- [TASK BRIEF]
Below are records. Find each line in them that holds the word "CascadeConfig" and copy it.

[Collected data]

use std::path::Path;
use std::sync::Arc;
use std::time::Duration;

use chrono::NaiveDate;
use rusqlite::Connection;
use tracing::{info, warn};

use crate::cache::LearnedPatternCache;
use crate::cascade::{Cascade, CascadeConfig};
use crate::db::{self, get_connection, init_db};
use crate::error::Result;
use crate::external::{GuardPolicy, GuardedClassifier};
use crate::metrics::{MetricsConfig, MetricsEngine};
use crate::rules::RuleMatcher;
use crate::settings::{load_settings, shellexpand_path, Settings};
use crate::taxonomy::Taxonomy;

#[derive(Debug, Clone, Default)]
pub struct SessionOptions {
    /// Skip the external classifier even when an endpoint is configured.
    pub offline: bool,
    pub as_of: Option<NaiveDate>,
    pub window_days: Option<i64>,
}

/// Everything one invocation needs: the database, the loaded cache and
/// rules, and the cascade and metrics engine built on top of them.
pub struct Session {
    pub settings: Settings,
    conn: Connection,
    pub taxonomy: Arc<Taxonomy>,
    pub rules: Arc<RuleMatcher>,
    pub cache: Arc<LearnedPatternCache>,
    pub cascade: Cascade,
    pub engine: MetricsEngine,
}

impl Session {
    pub fn open(options: &SessionOptions) -> Result<Self> {
        Self::with_settings(load_settings()?, options)
    }

    pub fn with_settings(settings: Settings, options: &SessionOptions) -> Result<Self> {
        settings.validate()?;
        let conn = open_database(&settings)?;
        let taxonomy = Arc::new(load_taxonomy(&settings)?);

        let user_rules = db::load_rules(&conn)?;
        let rules = Arc::new(RuleMatcher::with_builtins(user_rules, &taxonomy)?);
        let cache = Arc::new(LearnedPatternCache::load(&conn, settings.learn_threshold)?);
        let external = if options.offline {
            None
        } else {
            build_classifier(&settings)?
        };

        let cascade_config = CascadeConfig {
            accept_threshold: settings.accept_threshold,
            external_min_confidence: settings.external_min_confidence,
        };
        let cascade = Cascade::new(
            Arc::clone(&taxonomy),
            Arc::clone(&rules),
            Arc::clone(&cache),
            external,
            &cascade_config,
        )?;

        let metrics_config = load_metrics_config(&settings, options.window_days)?;
        let engine = MetricsEngine::new(metrics_config, &taxonomy)?.with_as_of(options.as_of);

        info!(
            taxonomy = taxonomy.len(),
            rules = rules.len(),
            patterns = cache.len(),
            tiers = ?cascade.tier_order(),
            "session opened"
        );
        Ok(Self {
            settings,
            conn,
            taxonomy,
            rules,
            cache,
            cascade,
            engine,
        })
    }

    pub fn conn(&self) -> &Connection {
        &self.conn
    }

    /// Persists learned patterns and rule hit counts.
    pub fn finish(self) -> Result<usize> {
        let written = self.cache.flush(&self.conn)?;
        db::record_rule_hits(&self.conn, &self.rules.hit_counts())?;
        if let Some(external) = self.cascade.external() {
            let stats = external.stats();
            info!(
                classifier = external.name(),
                calls = stats.calls,
                failures = stats.failures,
                short_circuited = stats.short_circuited,
                breaker = ?external.breaker_state(),
                "external classifier usage"
            );
        }
        Ok(written)
    }
}

pub fn open_database(settings: &Settings) -> Result<Connection> {
    std::fs::create_dir_all(settings.data_path())?;
    let conn = get_connection(&settings.db_path())?;
    init_db(&conn)?;
    Ok(conn)
}

/// The metrics config file, with the window length overridden by the
/// command line first and settings second.
pub fn load_metrics_config(settings: &Settings, window_days: Option<i64>) -> Result<MetricsConfig> {
    let mut config = match &settings.metrics_config_path {
        Some(path) => MetricsConfig::load(Path::new(&shellexpand_path(path)))?,
        None => MetricsConfig::default(),
    };
    if let Some(days) = window_days.or(settings.reporting_period_days) {
        config.reporting_period_days = days;
    }
    Ok(config)
}

pub fn load_taxonomy(settings: &Settings) -> Result<Taxonomy> {
    match &settings.taxonomy_path {
        Some(path) => Taxonomy::load(Path::new(&shellexpand_path(path))),
        None => Ok(Taxonomy::builtin()),
    }
}

#[cfg(feature = "http")]
fn build_classifier(settings: &Settings) -> Result<Option<Arc<GuardedClassifier>>> {
    use crate::external::HttpClassifier;

    let Some(endpoint) = &settings.external_endpoint else {
        return Ok(None);
    };
    let timeout = Duration::from_millis(settings.timeout_ms);
    let api_key = std::env::var(&settings.external_api_key_env).ok();
    if api_key.is_none() {
        warn!(var = %settings.external_api_key_env, "classifier api key not set; calling without auth");
    }
    let http = HttpClassifier::new(endpoint, api_key, timeout)?;
    let policy = GuardPolicy {
        timeout,
        max_retries: settings.max_retries,
        backoff: Duration::from_millis(settings.backoff_ms),
        failure_threshold: settings.breaker_threshold,
    };
    Ok(Some(Arc::new(GuardedClassifier::new(Arc::new(http), policy))))
}

#[cfg(not(feature = "http"))]
fn build_classifier(settings: &Settings) -> Result<Option<Arc<GuardedClassifier>>> {
    if settings.external_endpoint.is_some() {
        warn!("external endpoint configured but built without the http feature; skipping");
    }
    Ok(None)
}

- [WRITTEN SOLUTION]
use crate::cascade::{Cascade, CascadeConfig};
        let cascade_config = CascadeConfig {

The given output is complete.